%%

use thiserror::Error;

/// Top-level error type shared by the Yojana crates.
///
/// Higher-level crates define their own error enums and implement
/// `From<YojanaError>` so that `?` works across crate boundaries.
#[derive(Debug, Error)]
#[non_exhaustive]
pub enum YojanaError {
    #[error("Configuration error: {0}")]
    Config(String),

    #[error("I/O error: {0}")]
    Io(#[from] std::io::Error),

    #[error("Serialization error: {0}")]
    Serialization(String),

    #[error("Unknown language: {0}")]
    UnknownLanguage(String),

    #[error("Translation error: {0}")]
    Translation(String),
}

impl From<toml::de::Error> for YojanaError {
    fn from(err: toml::de::Error) -> Self {
        YojanaError::Config(err.to_string())
    }
}

impl From<toml::ser::Error> for YojanaError {
    fn from(err: toml::ser::Error) -> Self {
        YojanaError::Config(err.to_string())
    }
}

impl From<serde_json::Error> for YojanaError {
    fn from(err: serde_json::Error) -> Self {
        YojanaError::Serialization(err.to_string())
    }
}

/// A specialized `Result` type for Yojana operations.
pub type Result<T> = std::result::Result<T, YojanaError>;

%%

What you have to do: All lines from the one that holds "pub enum YojanaError" through the end of the material, both ends included, should be restated exactly.

Task answer:
pub enum YojanaError {
    #[error("Configuration error: {0}")]
    Config(String),

    #[error("I/O error: {0}")]
    Io(#[from] std::io::Error),

    #[error("Serialization error: {0}")]
    Serialization(String),

    #[error("Unknown language: {0}")]
    UnknownLanguage(String),

    #[error("Translation error: {0}")]
    Translation(String),
}

impl From<toml::de::Error> for YojanaError {
    fn from(err: toml::de::Error) -> Self {
        YojanaError::Config(err.to_string())
    }
}

impl From<toml::ser::Error> for YojanaError {
    fn from(err: toml::ser::Error) -> Self {
        YojanaError::Config(err.to_string())
    }
}

impl From<serde_json::Error> for YojanaError {
    fn from(err: serde_json::Error) -> Self {
        YojanaError::Serialization(err.to_string())
    }
}

/// A specialized `Result` type for Yojana operations.
pub type Result<T> = std::result::Result<T, YojanaError>;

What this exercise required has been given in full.